[Source records]
==*==
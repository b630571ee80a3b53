//! Collection API endpoints.

use axum::{
    extract::{Path, State},
    Json,
};

use super::{collection_param, error, success, ApiResult};
use crate::errors::AppError;
use crate::models::{ContentItem, CreateItemRequest, ReorderRequest, UpdateItemRequest};
use crate::AppState;

/// GET /api/collections/:name - List a collection for the public site.
pub async fn list_public_collection(
    State(state): State<AppState>,
    Path(name): Path<String>,
) -> ApiResult<Vec<ContentItem>> {
    let revision_id = state.store.get_revision_id().await.unwrap_or(0);
    let collection = collection_param(&name, revision_id)?;

    match state.store.list_collection(collection).await {
        Ok(items) => success(
            items.into_iter().map(ContentItem::without_roster).collect(),
            revision_id,
        ),
        Err(e) => error(e, revision_id),
    }
}

/// GET /api/admin/collections/:name - List a collection, rosters included.
pub async fn list_collection(
    State(state): State<AppState>,
    Path(name): Path<String>,
) -> ApiResult<Vec<ContentItem>> {
    let revision_id = state.store.get_revision_id().await.unwrap_or(0);
    let collection = collection_param(&name, revision_id)?;

    match state.store.list_collection(collection).await {
        Ok(items) => success(items, revision_id),
        Err(e) => error(e, revision_id),
    }
}

/// GET /api/admin/collections/:name/:id - Get a single item.
pub async fn get_item(
    State(state): State<AppState>,
    Path((name, id)): Path<(String, String)>,
) -> ApiResult<ContentItem> {
    let revision_id = state.store.get_revision_id().await.unwrap_or(0);
    let collection = collection_param(&name, revision_id)?;

    match state.store.get_item(collection, &id).await {
        Ok(Some(item)) => success(item, revision_id),
        Ok(None) => error(
            AppError::NotFound(format!("Item {} not found in {}", id, collection)),
            revision_id,
        ),
        Err(e) => error(e, revision_id),
    }
}

/// POST /api/admin/collections/:name - Add an item at the end of the collection.
pub async fn create_item(
    State(state): State<AppState>,
    Path(name): Path<String>,
    Json(request): Json<CreateItemRequest>,
) -> ApiResult<ContentItem> {
    let revision_id = state.store.get_revision_id().await.unwrap_or(0);
    let collection = collection_param(&name, revision_id)?;

    match state.store.add_item(collection, request.into()).await {
        Ok(item) => {
            let new_revision = state.store.get_revision_id().await.unwrap_or(revision_id);
            success(item, new_revision)
        }
        Err(e) => error(e, revision_id),
    }
}

/// PUT /api/admin/collections/:name/:id - Update an item.
pub async fn update_item(
    State(state): State<AppState>,
    Path((name, id)): Path<(String, String)>,
    Json(request): Json<UpdateItemRequest>,
) -> ApiResult<ContentItem> {
    let revision_id = state.store.get_revision_id().await.unwrap_or(0);
    let collection = collection_param(&name, revision_id)?;

    match state.store.update_item(collection, &id, &request).await {
        Ok(item) => {
            let new_revision = state.store.get_revision_id().await.unwrap_or(revision_id);
            success(item, new_revision)
        }
        Err(e) => error(e, revision_id),
    }
}

/// DELETE /api/admin/collections/:name/:id - Delete an item and its attachment.
pub async fn delete_item(
    State(state): State<AppState>,
    Path((name, id)): Path<(String, String)>,
) -> ApiResult<()> {
    let revision_id = state.store.get_revision_id().await.unwrap_or(0);
    let collection = collection_param(&name, revision_id)?;

    match state.store.delete_item(collection, &id).await {
        Ok(()) => {
            let new_revision = state.store.get_revision_id().await.unwrap_or(revision_id);
            success((), new_revision)
        }
        Err(e) => error(e, revision_id),
    }
}

/// PUT /api/admin/collections/:name/order - Persist a drag-and-drop reorder.
pub async fn reorder_collection(
    State(state): State<AppState>,
    Path(name): Path<String>,
    Json(request): Json<ReorderRequest>,
) -> ApiResult<Vec<ContentItem>> {
    let revision_id = state.store.get_revision_id().await.unwrap_or(0);
    let collection = collection_param(&name, revision_id)?;

    match state.store.reorder(collection, &request.ids).await {
        Ok(items) => {
            let new_revision = state.store.get_revision_id().await.unwrap_or(revision_id);
            success(items, new_revision)
        }
        Err(e) => error(e, revision_id),
    }
}
//! Class signup and roster endpoints.

use axum::{
    extract::{Path, State},
    Json,
};

use super::{error, success, ApiResult};
use crate::models::{RosterEntry, SignupRequest};
use crate::AppState;

/// POST /api/classes/:id/signup - Public signup for a class.
pub async fn sign_up(
    State(state): State<AppState>,
    Path(class_id): Path<String>,
    Json(request): Json<SignupRequest>,
) -> ApiResult<RosterEntry> {
    let revision_id = state.store.get_revision_id().await.unwrap_or(0);

    match state.store.sign_up(&class_id, request).await {
        Ok(entry) => {
            let new_revision = state.store.get_revision_id().await.unwrap_or(revision_id);
            success(entry, new_revision)
        }
        Err(e) => error(e, revision_id),
    }
}

/// DELETE /api/admin/classes/:id/roster/:index - Remove one signup.
pub async fn delete_roster_entry(
    State(state): State<AppState>,
    Path((class_id, index)): Path<(String, usize)>,
) -> ApiResult<()> {
    let revision_id = state.store.get_revision_id().await.unwrap_or(0);

    match state.store.delete_roster_entry(&class_id, index).await {
        Ok(()) => {
            let new_revision = state.store.get_revision_id().await.unwrap_or(revision_id);
            success((), new_revision)
        }
        Err(e) => error(e, revision_id),
    }
}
==*==
Task instructions: Nothing but the lines from the one with "match state.store.sign_up(&class_id, request).await" through the last line of the records above should be retyped, and those word for word.

Solution to this problem:
    match state.store.sign_up(&class_id, request).await {
        Ok(entry) => {
            let new_revision = state.store.get_revision_id().await.unwrap_or(revision_id);
            success(entry, new_revision)
        }
        Err(e) => error(e, revision_id),
    }
}

/// DELETE /api/admin/classes/:id/roster/:index - Remove one signup.
pub async fn delete_roster_entry(
    State(state): State<AppState>,
    Path((class_id, index)): Path<(String, usize)>,
) -> ApiResult<()> {
    let revision_id = state.store.get_revision_id().await.unwrap_or(0);

    match state.store.delete_roster_entry(&class_id, index).await {
        Ok(()) => {
            let new_revision = state.store.get_revision_id().await.unwrap_or(revision_id);
            success((), new_revision)
        }
        Err(e) => error(e, revision_id),
    }
}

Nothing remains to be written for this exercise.